Unfortunately, when transforming a novel into a screenplay, adherence to the source material’s “bread and butter” sometimes slips through the cracks. Or, determined to bring the novel to life exactly as the author envisioned, film creators lose site of movie best practices, and create a “visual book” (which is by no means a movie).
From Watchmen and The Golden Compass to The Grinch Stole Christmas, it’s easy to think of films that did not live up to the book, or movies – that trying to live up the book – did not meet the standard for quality cinema. However, this list will focus on the film franchises that gracefully pay homage to the source material, while adequately transforming it to suit the screen.
The Godfather, starring Marlon Brando, Al Pacino, James Caan, and Diane Keeton, is one of the most famous and accomplished movies of all time. The film, winning three Academy Awards and five Golden Globes in 1973, opened to stellar critical reviews. According to Rotten Tomatoes, critics agree that this film is:
“One of Hollywood’s greatest critical and commercial successes, The Godfather gets everything right; not only did the movie transcend expectations,
itestablished new benchmarks for American cinema.”

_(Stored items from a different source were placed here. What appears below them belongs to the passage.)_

// src/ie/created_traffic_endpoint.rs

//! Created Traffic Endpoint Information Element.
//!
//! Per 3GPP TS 29.244 Section 8.2.85, the Created Traffic Endpoint IE is used
//! to provide the UPF-assigned information for a traffic endpoint in response
//! to a Create Traffic Endpoint IE.

use crate::ie::f_teid::Fteid;
use crate::ie::traffic_endpoint_id::TrafficEndpointId;
use crate::ie::ue_ip_address::UeIpAddress;
use crate::ie::{Ie, IeType};
use std::io;

/// Represents the Created Traffic Endpoint IE.
///
/// This IE is sent by the UPF in Session Establishment/Modification Response
/// messages to indicate the assigned resources for a traffic endpoint.
///
/// # Structure
///
/// - Traffic Endpoint ID (mandatory) - Echoes the requested endpoint ID
/// - Local F-TEID (optional) - UPF-assigned F-TEID for the endpoint
/// - UE IP Address (optional) - UPF-assigned UE IP address
///
/// # Examples
///
/// ```
/// use pfcp_core::ie::created_traffic_endpoint::CreatedTrafficEndpoint;
/// use pfcp_core::ie::traffic_endpoint_id::TrafficEndpointId;
/// use pfcp_core::ie::f_teid::Fteid;
/// use std::net::Ipv4Addr;
///
/// // Create a simple response with just the endpoint ID
/// let te_id = TrafficEndpointId::new(1);
/// let created_te = CreatedTrafficEndpoint::new(te_id);
///
/// // Create with assigned F-TEID
/// let f_teid = Fteid::new(
///     true,
///     false,
///     0x12345678,
///     Some(Ipv4Addr::new(192, 168, 1, 100)),
///     None,
///     0,
/// );
/// let created_te_with_fteid = CreatedTrafficEndpoint::new(te_id)
///     .with_local_f_teid(f_teid);
/// ```
#[derive(Debug, Clone, PartialEq, Eq)]
pub struct CreatedTrafficEndpoint {
    /// Traffic Endpoint ID (mandatory)
    pub traffic_endpoint_id: TrafficEndpointId,
    /// Local F-TEID assigned by UPF (optional)
    pub local_f_teid: Option<Fteid>,
    /// UE IP Address assigned by UPF (optional)
    pub ue_ip_address: Option<UeIpAddress>,
}

impl CreatedTrafficEndpoint {
    /// Creates a new Created Traffic Endpoint IE.
    ///
    /// # Arguments
    ///
    /// * `traffic_endpoint_id` - The traffic endpoint identifier
    ///
    /// # Examples
    ///
    /// ```
    /// use pfcp_core::ie::created_traffic_endpoint::CreatedTrafficEndpoint;
    /// use pfcp_core::ie::traffic_endpoint_id::TrafficEndpointId;
    ///
    /// let te_id = TrafficEndpointId::new(5);
    /// let created_te = CreatedTrafficEndpoint::new(te_id);
    /// assert_eq!(created_te.traffic_endpoint_id.id, 5);
    /// ```
    pub fn new(traffic_endpoint_id: TrafficEndpointId) -> Self {
        CreatedTrafficEndpoint {
            traffic_endpoint_id,
            local_f_teid: None,
            ue_ip_address: None,
        }
    }

    /// Adds a Local F-TEID to the Created Traffic Endpoint.
    ///
    /// # Arguments
    ///
    /// * `f_teid` - The UPF-assigned F-TEID
    pub fn with_local_f_teid(mut self, f_teid: Fteid) -> Self {
        self.local_f_teid = Some(f_teid);
        self
    }

    /// Adds a UE IP Address to the Created Traffic Endpoint.
    ///
    /// # Arguments
    ///
    /// * `ue_ip` - The UPF-assigned UE IP address
    pub fn with_ue_ip_address(mut self, ue_ip: UeIpAddress) -> Self {
        self.ue_ip_address = Some(ue_ip);
        self
    }

    /// Marshals the Created Traffic Endpoint into a byte vector.
    ///
    /// Encodes all child IEs according to 3GPP TS 29.244:
    /// - Traffic Endpoint ID (mandatory)
    /// - Local F-TEID (optional)
    /// - UE IP Address (optional)
    pub fn marshal(&self) -> Vec<u8> {
        let mut ies = Vec::new();

        // Add Traffic Endpoint ID (mandatory)
        ies.push(self.traffic_endpoint_id.to_ie());

        // Add optional IEs
        if let Some(ref f_teid) = self.local_f_teid {
            ies.push(f_teid.to_ie());
        }

        if let Some(ref ue_ip) = self.ue_ip_address {
            ies.push(ue_ip.to_ie());
        }

        // Serialize all IEs
        let mut data = Vec::new();
        for ie in ies {
            data.extend_from_slice(&ie.marshal());
        }
        data
    }

    /// Unmarshals a byte slice into a Created Traffic Endpoint IE.
    ///
    /// # Arguments
    ///
    /// * `payload` - The byte slice to unmarshal
    ///
    /// # Returns
    ///
    /// Returns `Ok(CreatedTrafficEndpoint)` on success, or an error if the payload is invalid.
    ///
    /// # Errors
    ///
    /// Returns an error if:
    /// - The Traffic Endpoint ID (mandatory IE) is missing
    /// - Any IE cannot be unmarshaled
    pub fn unmarshal(payload: &[u8]) -> Result<Self, io::Error> {
        let mut traffic_endpoint_id = None;
        let mut local_f_teid = None;
        let mut ue_ip_address = None;

        let mut offset = 0;
        while offset < payload.len() {
            let ie = Ie::unmarshal(&payload[offset..])?;
            match ie.ie_type {
                IeType::TrafficEndpointId => {
                    traffic_endpoint_id = Some(TrafficEndpointId::unmarshal(&ie.payload)?);
                }
                IeType::Fteid => {
                    local_f_teid = Some(Fteid::unmarshal(&ie.payload)?);
                }
                IeType::UeIpAddress => {
                    ue_ip_address = Some(UeIpAddress::unmarshal(&ie.payload)?);
                }
                _ => {
                    // Ignore unknown IEs for forward compatibility
                }
            }
            offset += ie.len() as usize;
        }

        Ok(CreatedTrafficEndpoint {
            traffic_endpoint_id: traffic_endpoint_id.ok_or_else(|| {
                io::Error::new(
                    io::ErrorKind::InvalidData,
                    "Created Traffic Endpoint missing mandatory Traffic Endpoint ID. Per 3GPP TS 29.244 Section 8.2.85.",
                )
            })?,
            local_f_teid,
            ue_ip_address,
        })
    }

    /// Wraps the Created Traffic Endpoint in an IE.
    ///
    /// # Examples
    ///
    /// ```
    /// use pfcp_core::ie::created_traffic_endpoint::CreatedTrafficEndpoint;
    /// use pfcp_core::ie::traffic_endpoint_id::TrafficEndpointId;
    /// use pfcp_core::ie::IeType;
    ///
    /// let te_id = TrafficEndpointId::new(10);
    /// let created_te = CreatedTrafficEndpoint::new(te_id);
    /// let ie = created_te.to_ie();
    /// assert_eq!(ie.ie_type, IeType::CreatedTrafficEndpoint);
    /// ```
    pub fn to_ie(&self) -> Ie {
        Ie::new(IeType::CreatedTrafficEndpoint, self.marshal())
    }
}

Rotten Tomatoes Critics Consensus
Based on a crime novel written by Mario Puzo, and initially published in 1969, The Godfather movie has gone on to surpass its source material’s fame. The Godfather, famous for defying 1970s expectations of the film – as the mob movie was considered a trope of the ’60s – kickstarted Pacino’s career and put Francis Ford Coppola (director) on the map.

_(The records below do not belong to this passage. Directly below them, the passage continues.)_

//! Ethernet Packet Filter Information Element
//!
//! The Ethernet Packet Filter IE is a grouped IE that contains Ethernet packet filtering
//! criteria including MAC addresses, Ethertype, VLAN tags, and filter properties.
//! Per 3GPP TS 29.244 Section 7.5.2.2 Table 7.5.2.2-3 (IE type 132), this IE is used
//! to define Ethernet-specific packet detection rules.

use crate::error::PfcpError;
use crate::ie::c_tag::CTag;
use crate::ie::ethernet_filter_id::EthernetFilterId;
use crate::ie::ethernet_filter_properties::EthernetFilterProperties;
use crate::ie::ethertype::Ethertype;
use crate::ie::mac_address::MacAddress;
use crate::ie::s_tag::STag;
use crate::ie::{Ie, IeType};

/// Ethernet Packet Filter (Grouped IE)
///
/// Defines Ethernet packet filtering criteria for a PDR.
///
/// # 3GPP Reference
/// 3GPP TS 29.244 Section 7.5.2.2 Table 7.5.2.2-3 (IE Type 132)
///
/// # Structure (Grouped IE containing):
/// - Ethernet Filter ID (mandatory)
/// - Ethernet Filter Properties (optional)
/// - MAC Address (optional, may appear up to 16 times per 3GPP TS 29.244 Table 7.5.2.2-3)
/// - Ethertype (optional)
/// - C-TAG (optional)
/// - S-TAG (optional)
///
/// # Examples
///
/// ```
/// use pfcp_core::ie::ethernet_packet_filter::{EthernetPacketFilter, EthernetPacketFilterBuilder};
/// use pfcp_core::ie::ethernet_filter_id::EthernetFilterId;
/// use pfcp_core::ie::mac_address::MacAddress;
/// use pfcp_core::ie::ethertype::Ethertype;
///
/// // Simple filter by filter ID only
/// let filter = EthernetPacketFilterBuilder::new(EthernetFilterId::new(1))
///     .build()
///     .unwrap();
///
/// // Filter with MAC address and Ethertype
/// let mac = MacAddress::source([0x00, 0x11, 0x22, 0x33, 0x44, 0x55]);
/// let filter2 = EthernetPacketFilterBuilder::new(EthernetFilterId::new(2))
///     .mac_address(mac)
///     .ethertype(Ethertype::ipv4())
///     .build()
///     .unwrap();
/// ```
#[derive(Debug, Clone, PartialEq, Eq)]
pub struct EthernetPacketFilter {
    /// Ethernet Filter ID (mandatory)
    pub ethernet_filter_id: EthernetFilterId,
    /// Ethernet Filter Properties (optional)
    pub ethernet_filter_properties: Option<EthernetFilterProperties>,
    /// MAC Addresses for filtering (optional, up to 16 per 3GPP TS 29.244)
    pub mac_addresses: Vec<MacAddress>,
    /// Ethertype for filtering (optional)
    pub ethertype: Option<Ethertype>,
    /// C-TAG (Customer VLAN) (optional)
    pub c_tag: Option<CTag>,
    /// S-TAG (Service VLAN) (optional)
    pub s_tag: Option<STag>,
}

impl EthernetPacketFilter {
    /// Create a new Ethernet Packet Filter with mandatory fields
    ///
    /// # Arguments
    /// * `ethernet_filter_id` - Mandatory filter identifier
    ///
    /// # Example
    /// ```
    /// use pfcp_core::ie::ethernet_packet_filter::EthernetPacketFilter;
    /// use pfcp_core::ie::ethernet_filter_id::EthernetFilterId;
    ///
    /// let filter = EthernetPacketFilter::new(EthernetFilterId::new(1));
    /// ```
    pub fn new(ethernet_filter_id: EthernetFilterId) -> Self {
        EthernetPacketFilter {
            ethernet_filter_id,
            ethernet_filter_properties: None,
            mac_addresses: Vec::new(),
            ethertype: None,
            c_tag: None,
            s_tag: None,
        }
    }

    /// Marshal Ethernet Packet Filter to bytes (grouped IE format)
    pub fn marshal(&self) -> Vec<u8> {
        let mut ies = vec![self.ethernet_filter_id.to_ie()];

        if let Some(props) = &self.ethernet_filter_properties {
            ies.push(props.to_ie());
        }
        // Add all MAC addresses (up to 16 per 3GPP spec)
        for mac in &self.mac_addresses {
            ies.push(mac.to_ie());
        }
        if let Some(etype) = &self.ethertype {
            ies.push(etype.to_ie());
        }
        if let Some(ctag) = &self.c_tag {
            ies.push(ctag.to_ie());
        }
        if let Some(stag) = &self.s_tag {
            ies.push(stag.to_ie());
        }

        let capacity: usize = ies.iter().map(|ie| ie.len() as usize).sum();

        let mut data = Vec::with_capacity(capacity);
        for ie in ies {
            data.extend_from_slice(&ie.marshal());
        }
        data
    }

    /// Unmarshal Ethernet Packet Filter from bytes
    ///
    /// # Arguments
    /// * `payload` - Grouped IE payload containing child IEs
    ///
    /// # Errors
    /// Returns error if mandatory Ethernet Filter ID is missing
    pub fn unmarshal(payload: &[u8]) -> Result<Self, PfcpError> {
        let mut ethernet_filter_id = None;
        let mut ethernet_filter_properties = None;
        let mut mac_addresses = Vec::new();
        let mut ethertype = None;
        let mut c_tag = None;
        let mut s_tag = None;

        let mut offset = 0;
        while offset < payload.len() {
            let ie = Ie::unmarshal(&payload[offset..])?;
            match ie.ie_type {
                IeType::EthernetFilterId => {
                    ethernet_filter_id = Some(EthernetFilterId::unmarshal(&ie.payload)?);
                }
                IeType::EthernetFilterProperties => {
                    ethernet_filter_properties =
                        Some(EthernetFilterProperties::unmarshal(&ie.payload)?);
                }
                IeType::MacAddress => {
                    // Collect all MAC Address IEs (up to 16 per spec)
                    mac_addresses.push(MacAddress::unmarshal(&ie.payload)?);
                }
                IeType::Ethertype => {
                    ethertype = Some(Ethertype::unmarshal(&ie.payload)?);
                }
                IeType::CTag => {
                    c_tag = Some(CTag::unmarshal(&ie.payload)?);
                }
                IeType::STag => {
                    s_tag = Some(STag::unmarshal(&ie.payload)?);
                }
                _ => {
                    // Ignore unknown IEs for forward compatibility
                }
            }
            offset += ie.len() as usize;
        }

        Ok(EthernetPacketFilter {
            ethernet_filter_id: ethernet_filter_id.ok_or(PfcpError::MissingMandatoryIe {
                ie_type: IeType::EthernetFilterId,
                message_type: None,
                parent_ie: Some(IeType::EthernetPacketFilter),
            })?,
            ethernet_filter_properties,
            mac_addresses,
            ethertype,
            c_tag,
            s_tag,
        })
    }

    /// Convert to generic IE
    pub fn to_ie(&self) -> Ie {
        Ie::new(IeType::EthernetPacketFilter, self.marshal())
    }
}

/// Builder for Ethernet Packet Filter
///
/// Provides an ergonomic way to construct Ethernet Packet Filter IEs.
///
/// # Examples
///
/// ```
/// use pfcp_core::ie::ethernet_packet_filter::EthernetPacketFilterBuilder;
/// use pfcp_core::ie::ethernet_filter_id::EthernetFilterId;
/// use pfcp_core::ie::ethernet_filter_properties::EthernetFilterProperties;
/// use pfcp_core::ie::mac_address::MacAddress;
/// use pfcp_core::ie::ethertype::Ethertype;
/// use pfcp_core::ie::c_tag::CTag;
///
/// // Basic filter
/// let filter = EthernetPacketFilterBuilder::new(EthernetFilterId::new(1))
///     .build()
///     .unwrap();
///
/// // IPv4 traffic filter with MAC address
/// let mac = MacAddress::source([0x00, 0x11, 0x22, 0x33, 0x44, 0x55]);
/// let filter = EthernetPacketFilterBuilder::new(EthernetFilterId::new(2))
///     .bidirectional()
///     .mac_address(mac)
///     .ethertype(Ethertype::ipv4())
///     .build()
///     .unwrap();
///
/// // VLAN-tagged traffic filter
/// let ctag = CTag::new(3, false, 100).unwrap();
/// let filter = EthernetPacketFilterBuilder::new(EthernetFilterId::new(3))
///     .c_tag(ctag)
///     .build()
///     .unwrap();
/// ```
#[derive(Debug, Clone)]
pub struct EthernetPacketFilterBuilder {
    ethernet_filter_id: EthernetFilterId,
    ethernet_filter_properties: Option<EthernetFilterProperties>,
    mac_addresses: Vec<MacAddress>,
    ethertype: Option<Ethertype>,
    c_tag: Option<CTag>,
    s_tag: Option<STag>,
}

impl EthernetPacketFilterBuilder {
    /// Create a new builder with mandatory Ethernet Filter ID
    ///
    /// # Arguments
    /// * `ethernet_filter_id` - Mandatory filter identifier
    pub fn new(ethernet_filter_id: EthernetFilterId) -> Self {
        EthernetPacketFilterBuilder {
            ethernet_filter_id,
            ethernet_filter_properties: None,
            mac_addresses: Vec::new(),
            ethertype: None,
            c_tag: None,
            s_tag: None,
        }
    }

    /// Set Ethernet Filter Properties
    pub fn ethernet_filter_properties(mut self, props: EthernetFilterProperties) -> Self {
        self.ethernet_filter_properties = Some(props);
        self
    }

    /// Set bidirectional filtering
    pub fn bidirectional(mut self) -> Self {
        self.ethernet_filter_properties = Some(EthernetFilterProperties::bidirectional());
        self
    }

    /// Set unidirectional filtering
    pub fn unidirectional(mut self) -> Self {
        self.ethernet_filter_properties = Some(EthernetFilterProperties::unidirectional());
        self
    }

    /// Add a MAC address filter
    ///
    /// Can be called multiple times to add up to 16 MAC addresses per 3GPP spec.
    ///
    /// # Example
    /// ```
    /// use pfcp_core::ie::ethernet_packet_filter::EthernetPacketFilterBuilder;
    /// use pfcp_core::ie::ethernet_filter_id::EthernetFilterId;
    /// use pfcp_core::ie::mac_address::MacAddress;
    ///
    /// let src_mac = MacAddress::source([0x00, 0x11, 0x22, 0x33, 0x44, 0x55]);
    /// let dst_mac = MacAddress::source([0xAA, 0xBB, 0xCC, 0xDD, 0xEE, 0xFF]);
    ///
    /// let filter = EthernetPacketFilterBuilder::new(EthernetFilterId::new(1))
    ///     .mac_address(src_mac)
    ///     .mac_address(dst_mac)
    ///     .build()
    ///     .unwrap();
    /// ```
    pub fn mac_address(mut self, mac: MacAddress) -> Self {
        self.mac_addresses.push(mac);
        self
    }

    /// Set multiple MAC addresses at once
    ///
    /// # Example
    /// ```
    /// use pfcp_core::ie::ethernet_packet_filter::EthernetPacketFilterBuilder;
    /// use pfcp_core::ie::ethernet_filter_id::EthernetFilterId;
    /// use pfcp_core::ie::mac_address::MacAddress;
    ///
    /// let macs = vec![
    ///     MacAddress::source([0x00, 0x11, 0x22, 0x33, 0x44, 0x55]),
    ///     MacAddress::source([0xAA, 0xBB, 0xCC, 0xDD, 0xEE, 0xFF]),
    /// ];
    ///
    /// let filter = EthernetPacketFilterBuilder::new(EthernetFilterId::new(1))
    ///     .mac_addresses(macs)
    ///     .build()
    ///     .unwrap();
    /// ```
    pub fn mac_addresses(mut self, macs: Vec<MacAddress>) -> Self {
        self.mac_addresses = macs;
        self
    }

    /// Set Ethertype filter
    pub fn ethertype(mut self, ethertype: Ethertype) -> Self {
        self.ethertype = Some(ethertype);
        self
    }

    /// Set C-TAG (Customer VLAN) filter
    pub fn c_tag(mut self, c_tag: CTag) -> Self {
        self.c_tag = Some(c_tag);
        self
    }

    /// Set S-TAG (Service VLAN) filter
    pub fn s_tag(mut self, s_tag: STag) -> Self {
        self.s_tag = Some(s_tag);
        self
    }

    /// Build the Ethernet Packet Filter
    ///
    /// # Errors
    /// Returns error if more than 16 MAC addresses are specified (per 3GPP TS 29.244)
    pub fn build(self) -> Result<EthernetPacketFilter, PfcpError> {
        // Validate MAC address count per 3GPP spec
        if self.mac_addresses.len() > 16 {
            return Err(PfcpError::validation_error(
                "EthernetPacketFilterBuilder",
                "mac_addresses",
                format!(
                    "Ethernet Packet Filter can have at most 16 MAC addresses, got {}",
                    self.mac_addresses.len()
                ),
            ));
        }

        Ok(EthernetPacketFilter {
            ethernet_filter_id: self.ethernet_filter_id,
            ethernet_filter_properties: self.ethernet_filter_properties,
            mac_addresses: self.mac_addresses,
            ethertype: self.ethertype,
            c_tag: self.c_tag,
            s_tag: self.s_tag,
        })
    }
}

Filmed as a metaphor for the Italian immigrant experience, The Godfather trumped similar works due to its political, social, and cultural relevance. It was not a mob movie, it was a commentary with heart that used a pre-established mob movie structure to deliver its underlying message.
While not every Harry Potter movie has perfectly portrayed the novel’s depth of character or breadth of magic – when taken as a collective whole – these movies were all impressive works of art.
With a cast of characters inherently tied to their Harry Potter personas, this franchise is now an exemplar of the fantasy genre (the novels and the books). J.K Rowling created a never-before-seen fantasy world, and Chris Columbus (director) and David Yates (director) brought it beautifully to life.
From the intricate character dynamics to the potions, poisons, curses, and spells, the film creators (as the movies progressed) seemed to find exactly what needed to be included, and what could be dismissed. However, fans of the novels always wished for a little more focus on the Hogwarts Prefects.
‘The Hunger Games’
While this choice may be a little bit controversial, it’s included because the film creators, many would argue, improved upon the source material. The Hunger Games novels are entertaining, but they are plot-driven. The books, lacking adequate character development and meaningful thematic undertones, needed work to become movies.
Whether it boils down to Jennifer Lawrence’s impeccable acting or an impressive ensemble and talented director (Gary Ross) is unknown. It’s likely an amalgamation of all the lucky straws coming together; however, the film series – emotionally stirring, action-packed, and socially relevant – outshines the Suzanne Collins novels.